> WHAT THE TASK ASKS: From the entries below, copy every line that has the word "DedupKey".

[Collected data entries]
☆ ☆ ☆
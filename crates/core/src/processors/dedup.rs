use std::collections::HashSet;
use std::path::PathBuf;

use tracing::debug;

use super::Processor;
use crate::config::DedupMode;
use crate::error::Result;
use crate::issue::Issue;

#[derive(Hash, PartialEq, Eq)]
enum DedupKey {
    Exact(PathBuf, usize, String),
    LineRange(PathBuf, usize, usize),
}

/// Collapses duplicate issues: identical (file, line, message) in exact mode,
/// identical (file, line range) in line-range mode. The first occurrence
/// wins, which is deterministic because the engine sorts the merged sequence
/// before the pipeline runs.
///
/// The seen-set is rebuilt per pass, which makes the stage idempotent.
pub struct Dedup {
    mode: DedupMode,
    removed_count: usize,
}

impl Dedup {
    pub fn new(mode: DedupMode) -> Self {
        Self {
            mode,
            removed_count: 0,
        }
    }

    pub fn removed_count(&self) -> usize {
        self.removed_count
    }

    fn key_for(&self, issue: &Issue) -> DedupKey {
        match self.mode {
            DedupMode::Exact => {
                DedupKey::Exact(issue.file.clone(), issue.line, issue.message.clone())
            }
            DedupMode::LineRange => {
                let (start, end) = issue.line_range();
                DedupKey::LineRange(issue.file.clone(), start, end)
            }
        }
    }
}

impl Processor for Dedup {
    fn name(&self) -> &'static str {
        "dedup"
    }

    fn process(&mut self, issues: Vec<Issue>) -> Result<Vec<Issue>> {
        let mut seen = HashSet::new();
        let mut kept = Vec::with_capacity(issues.len());

        for issue in issues {
            if seen.insert(self.key_for(&issue)) {
                kept.push(issue);
            } else {
                debug!(file = %issue.file.display(), line = issue.line, "duplicate issue dropped");
                self.removed_count += 1;
            }
        }
        Ok(kept)
    }
}

#[cfg(test)]
mod tests {
    use super::*;
    use crate::issue::Severity;

    fn issue(file: &str, line: usize, message: &str, checker: &str) -> Issue {
        Issue::new(file, line, message, checker, Severity::Warning)
    }

    #[test]
    fn test_same_defect_from_two_checkers_collapses() {
        let mut dedup = Dedup::new(DedupMode::Exact);
        let kept = dedup
            .process(vec![
                issue("src/lib.rs", 5, "x shadows earlier binding", "shadowing"),
                issue("src/lib.rs", 5, "x shadows earlier binding", "other-shadow"),
            ])
            .unwrap();
        assert_eq!(kept.len(), 1);
        // First occurrence in merge order wins.
        assert_eq!(kept[0].checker, "shadowing");
        assert_eq!(dedup.removed_count(), 1);
    }

    #[test]
    fn test_exact_mode_keeps_distinct_messages() {
        let mut dedup = Dedup::new(DedupMode::Exact);
        let kept = dedup
            .process(vec![
                issue("src/lib.rs", 5, "first message", "a"),
                issue("src/lib.rs", 5, "second message", "b"),
            ])
            .unwrap();
        assert_eq!(kept.len(), 2);
    }

    #[test]
    fn test_line_range_mode_collapses_distinct_messages() {
        let mut dedup = Dedup::new(DedupMode::LineRange);
        let kept = dedup
            .process(vec![
                issue("src/lib.rs", 5, "first message", "a"),
                issue("src/lib.rs", 5, "second message", "b"),
            ])
            .unwrap();
        assert_eq!(kept.len(), 1);
    }

    #[test]
    fn test_idempotent() {
        let mut dedup = Dedup::new(DedupMode::Exact);
        let input = vec![
            issue("a.rs", 1, "m", "x"),
            issue("a.rs", 1, "m", "y"),
            issue("b.rs", 2, "n", "x"),
        ];
        let once = dedup.process(input).unwrap();
        let twice = dedup.process(once.clone()).unwrap();
        assert_eq!(once, twice);
    }
}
☆ ☆ ☆
> ANSWER SECTION:
enum DedupKey {
    fn key_for(&self, issue: &Issue) -> DedupKey {
                DedupKey::Exact(issue.file.clone(), issue.line, issue.message.clone())
                DedupKey::LineRange(issue.file.clone(), start, end)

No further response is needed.